1844 : dans la péninsule italienne partagée entre le royaume de Sardaigne et du Piémont, les provinces du Nord aux mains des Autrichiens, le centre occupé par les États du pape et le Sud, Sicile comprise, sous la férule réactionnaire des Bourbons de Naples, un désir d’unification et de démocratie monte de toute la société. Cette année-là, en Calabre, une expédition de partisans se heurte à l’indifférence des paysans qu’ils voulaient soulever, à la répression bourbonienne et à la trahison du bandit Calabrotto.

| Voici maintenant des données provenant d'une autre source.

//! Router-level tests over the in-memory backends.
//!
//! Each test drives the real axum router with `tower::ServiceExt::oneshot`,
//! so routing, extractors, status codes, and the JSON error envelope are all
//! exercised exactly as a client would see them.

mod common;

use std::sync::Arc;

use axum::Router;
use axum::body::Body;
use axum::http::{Request, StatusCode, header};
use common::{Harness, harness};
use http_body_util::BodyExt;
use reconciliation_server::store::{BalanceAccessor, LedgerStore};
use reconciliation_server::{AppState, build_router};
use serde_json::{Value, json};
use tower::ServiceExt;
use uuid::Uuid;

/// Router wired over a fresh in-memory harness.
fn app(h: &Harness) -> Router {
    build_router(AppState {
        ledger: h.ledger.clone() as Arc<dyn LedgerStore>,
        balances: h.balances.clone() as Arc<dyn BalanceAccessor>,
        engine: h.engine.clone(),
    })
}

async fn post_json(app: Router, uri: &str, body: Value) -> (StatusCode, Value) {
    let response = app
        .oneshot(
            Request::builder()
                .method("POST")
                .uri(uri)
                .header(header::CONTENT_TYPE, "application/json")
                .body(Body::from(body.to_string()))
                .unwrap(),
        )
        .await
        .unwrap();

    let status = response.status();
    let bytes = response.into_body().collect().await.unwrap().to_bytes();
    let value = serde_json::from_slice(&bytes).unwrap_or(Value::Null);
    (status, value)
}

async fn get_json(app: Router, uri: &str) -> (StatusCode, Value) {
    let response = app
        .oneshot(Request::builder().uri(uri).body(Body::empty()).unwrap())
        .await
        .unwrap();

    let status = response.status();
    let bytes = response.into_body().collect().await.unwrap().to_bytes();
    let value = serde_json::from_slice(&bytes).unwrap_or(Value::Null);
    (status, value)
}

#[tokio::test]
async fn create_transaction_returns_pending() {
    let h = harness();
    let user = h.seed_account(0);

    let (status, body) = post_json(
        app(&h),
        "/api/v1/transactions",
        json!({
            "user_id": user,
            "kind": "credit",
            "amount_cents": 5_000,
            "remark": "weekly recharge"
        }),
    )
    .await;

    assert_eq!(status, StatusCode::CREATED);
    assert_eq!(body["status"], "pending");
    // The id is a well-formed UUID
    Uuid::parse_str(body["id"].as_str().unwrap()).unwrap();
    // Creation never touches the balance
    assert_eq!(h.balance_of(user).await, 0);
}

#[tokio::test]
async fn non_positive_amount_is_a_bad_request() {
    let h = harness();
    let user = h.seed_account(0);

    let (status, body) = post_json(
        app(&h),
        "/api/v1/transactions",
        json!({"user_id": user, "kind": "credit", "amount_cents": 0}),
    )
    .await;

    assert_eq!(status, StatusCode::BAD_REQUEST);
    assert_eq!(body["error"]["code"], "invalid_request");
}

#[tokio::test]
async fn unknown_user_is_not_found() {
    let h = harness();

    let (status, body) = post_json(
        app(&h),
        "/api/v1/transactions",
        json!({"user_id": Uuid::new_v4(), "kind": "credit", "amount_cents": 1_000}),
    )
    .await;

    assert_eq!(status, StatusCode::NOT_FOUND);
    assert_eq!(body["error"]["code"], "account_not_found");
}

#[tokio::test]
async fn overdraft_debit_is_unprocessable() {
    let h = harness();
    let user = h.seed_account(1_000);

    let (status, body) = post_json(
        app(&h),
        "/api/v1/transactions",
        json!({"user_id": user, "kind": "debit", "amount_cents": 2_000}),
    )
    .await;

    assert_eq!(status, StatusCode::UNPROCESSABLE_ENTITY);
    assert_eq!(body["error"]["code"], "insufficient_balance");
}

#[tokio::test]
async fn status_endpoint_reports_the_entry() {
    let h = harness();
    let user = h.seed_account(0);

    let (_, created) = post_json(
        app(&h),
        "/api/v1/transactions",
        json!({"user_id": user, "kind": "credit", "amount_cents": 1_000}),
    )
    .await;
    let id = created["id"].as_str().unwrap();

    let (status, body) = get_json(app(&h), &format!("/api/v1/transactions/{id}")).await;

    assert_eq!(status, StatusCode::OK);
    assert_eq!(body["id"], created["id"]);
    assert_eq!(body["status"], "pending");
    assert_eq!(body["provider_reference"], Value::Null);
}

#[tokio::test]
async fn missing_transaction_is_not_found() {
    let h = harness();

    let (status, body) = get_json(
        app(&h),
        &format!("/api/v1/transactions/{}", Uuid::new_v4()),
    )
    .await;

    assert_eq!(status, StatusCode::NOT_FOUND);
    assert_eq!(body["error"]["code"], "transaction_not_found");
}

#[tokio::test]
async fn balance_endpoint_reports_current_balance() {
    let h = harness();
    let user = h.seed_account(42_000);

    let (status, body) = get_json(app(&h), &format!("/api/v1/accounts/{user}/balance")).await;

    assert_eq!(status, StatusCode::OK);
    assert_eq!(body["user_id"], json!(user));
    assert_eq!(body["balance_cents"], 42_000);
}

#[tokio::test]
async fn manual_reconciliation_settles_through_the_api() {
    let h = harness();
    let user = h.seed_account(0);

    let (_, created) = post_json(
        app(&h),
        "/api/v1/transactions",
        json!({"user_id": user, "kind": "credit", "amount_cents": 5_000}),
    )
    .await;
    let id = created["id"].as_str().unwrap();

    // Force one sweep; the fake provider acknowledges and settles by default
    let (status, report) = post_json(app(&h), "/api/v1/reconciliation/run", json!({})).await;
    assert_eq!(status, StatusCode::OK);
    assert_eq!(report["submitted"], 1);
    assert_eq!(report["settled"], 1);
    assert_eq!(report["errors"], json!([]));

    let (_, body) = get_json(app(&h), &format!("/api/v1/transactions/{id}")).await;
    assert_eq!(body["status"], "settled");

    let (_, balance) = get_json(app(&h), &format!("/api/v1/accounts/{user}/balance")).await;
    assert_eq!(balance["balance_cents"], 5_000);
}

#[tokio::test]
async fn health_reports_connected_store() {
    let h = harness();

    let (status, body) = get_json(app(&h), "/health").await;

    assert_eq!(status, StatusCode::OK);
    assert_eq!(body["status"], "healthy");
    assert_eq!(body["store"], "connected");
}
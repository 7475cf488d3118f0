//! Top-level error type for the reductor command line tool

use std::num::ParseIntError;

/// Errors
#[derive(Debug, thiserror::Error)]
pub enum Error {
    /// Reading the input or writing the output failed.
    #[error("I/O error: {0}")]
    Io(#[from] std::io::Error),

    /// The configuration could not be loaded or failed validation.
    #[error("configuration error: {0}")]
    Config(#[from] config::ConfigError),

    /// The codec rejected the input or a persisted sequence.
    #[error("codec error: {0}")]
    Codec(#[from] reductor::Error),

    /// The inspection report could not be serialized.
    #[error("could not serialize report: {0}")]
    Json(#[from] serde_json::Error),

    /// A token in the text input is not an unsigned integer.
    #[error("could not parse {token:?} on line {line}: {source}")]
    ParseInt {
        /// The offending token.
        token: String,
        /// One-based line number of the token.
        line: usize,
        /// Underlying parse error.
        #[source]
        source: ParseIntError,
    },

    /// A value in the text input is too large for the element width.
    #[error("value {value} on line {line} does not fit in {width} bits")]
    ValueOutOfRange {
        /// The offending value.
        value: u64,
        /// One-based line number of the value.
        line: usize,
        /// The configured element width in bits.
        width: u8,
    },

    /// A persisted sequence is shorter than its fixed size header.
    #[error("persisted sequence is truncated: need at least {expected} bytes, got {actual}")]
    Truncated {
        /// Size of the header for the element width.
        expected: usize,
        /// Number of bytes available.
        actual: usize,
    },

    /// An element width other than 32 or 64 bits was requested.
    #[error("unsupported element width: {0}, must be 32 or 64")]
    UnsupportedWidth(u8),
}
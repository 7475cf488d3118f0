//! Element types that can be stored in a compressed sequence.

use std::fmt::{Debug, Display};

mod sealed {
    pub trait Sealed {}

    impl Sealed for u32 {}
    impl Sealed for u64 {}
}

/// An unsigned integer type that a postings list can be made of.
///
/// The codec does all delta arithmetic in the `u64` domain and narrows back
/// to the element type on output, so the trait only needs to describe the
/// element's width and how to move between the two domains. It is sealed:
/// the codec is implemented for `u32` and `u64` only.
pub trait Element:
    Copy + Ord + Default + Debug + Display + Send + Sync + 'static + sealed::Sealed
{
    /// Number of bits in the element.
    const BITS: u8;

    /// Number of bytes the element occupies when stored verbatim.
    const BYTES: usize;

    /// Largest representable element.
    const MAX: Self;

    /// Widens the element to a `u64` without loss.
    fn to_u64(self) -> u64;

    /// Narrows a `u64` to the element type, keeping the low-order bits.
    ///
    /// Narrowing is modular so that wrapping arithmetic carried out in the
    /// `u64` domain gives the same result as wrapping arithmetic carried out
    /// in the element's own domain.
    fn from_u64_wrapping(value: u64) -> Self;
}

impl Element for u32 {
    const BITS: u8 = 32;
    const BYTES: usize = 4;
    const MAX: Self = u32::MAX;

    fn to_u64(self) -> u64 {
        self as u64
    }

    fn from_u64_wrapping(value: u64) -> Self {
        value as u32
    }
}

impl Element for u64 {
    const BITS: u8 = 64;
    const BYTES: usize = 8;
    const MAX: Self = u64::MAX;

    fn to_u64(self) -> u64 {
        self
    }

    fn from_u64_wrapping(value: u64) -> Self {
        value
    }
}

#[cfg(test)]
mod tests {
    use super::*;
    use test_case::test_case;

    #[test]
    fn widths_match_primitive_sizes() {
        assert_eq!(<u32 as Element>::BYTES, std::mem::size_of::<u32>());
        assert_eq!(<u64 as Element>::BYTES, std::mem::size_of::<u64>());
        assert_eq!(<u32 as Element>::BITS as u32, u32::BITS);
        assert_eq!(<u64 as Element>::BITS as u32, u64::BITS);
    }

    #[test_case(0 => 0; "zero")]
    #[test_case(u32::MAX as u64 => u32::MAX; "largest u32")]
    #[test_case(u32::MAX as u64 + 1 => 0; "wraps past u32")]
    #[test_case(u64::MAX => u32::MAX; "keeps low bits")]
    fn narrowing_to_u32_is_modular(value: u64) -> u32 {
        u32::from_u64_wrapping(value)
    }

    #[test]
    fn wrapping_in_u64_matches_wrapping_in_u32() {
        let prev: u32 = 3;
        let wrapped = u32::from_u64_wrapping(prev.to_u64().wrapping_sub(5));
        assert_eq!(wrapped, prev.wrapping_sub(5));
    }
}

Le jeune Lorenzo di Vallelaura, noble vénitien déserteur de l’armée autrichienne, arrache au bûcher Striga, une sorcière muette, génie des nombres qui sera pour toujours son ombre bienfaisante. Face au peloton d’exécution, Lorenzo accepte de devenir un traître à la solde de l’Empire austro-hongrois.
Plus tard, à Londres, placé auprès de Mazzini, l’un des trois futurs pères de la patrie italienne, il sera mêlé à un demi-siècle d’intrigues entre puissances européennes, marqué par des attentats, des complots et des soulèvements aux quatre coins de la Botte.
Face à lui, Von Aschenbach, chef des services secrets autrichiens, homosexuel tourmenté, et son homologue piémontais Vittorelli, cynique pourtant fasciné par l’autre grande figure du Risorgimento, Cavour.
Autour de lui, Striga, qu’il retrouve aux côtés de Terra di Nessuno, l’héroïque guerrier sarde, et toute une société londonienne extravagante et géniale, le peintre Rossetti, l’aristocrate exténué Chatam et la très belle et très désirée lady Cosgrave, ardente adepte de la Cause. Le chemin de Lorenzo et des autres croisera aussi bien celui de Garibaldi que ceux de mafieux, de camorristes, de bandits anglais et de terroristes français.
Tandis que dans les coulisses agissent Karl Marx, Victor Emmanuel II ou Napoléon III, nous sommes transportés de révolutions en réceptions somptueuses, de tavernes milanaises en sordides prisons napolitaines, des rues de Palerme en flammes aux chais du marsala, des bordels anglais aux ghettos de Rome et aux laboratoires où s’inventent les premières machines à calculer.
Faisant ici montre d’une puissance créatrice qui le porte encore plus loin que son chef-d’œuvre Romanzo criminale, Giancarlo De Cataldo brasse les langues, les dialectes, les saveurs, les légendes et les chansons pour nous restituer horreurs et splendeurs d’une époque encore en résonnance profonde avec la nôtre.
Maniant l’ironie de l’essayiste et la science du feuilletoniste, il sait nous attacher aux destins individuels d’une nuée de personnages, historiques ou romanesques, à leurs ambiguïtés, leurs vilénies et leurs grandeurs, jusqu’à leurs fins amères, absurdes ou apaisées.
À travers eux, nous assistons à la naissance de cette grande nation moderne, l’Italie, accouchée par les complots de politiciens, de terroristes et de mafieux.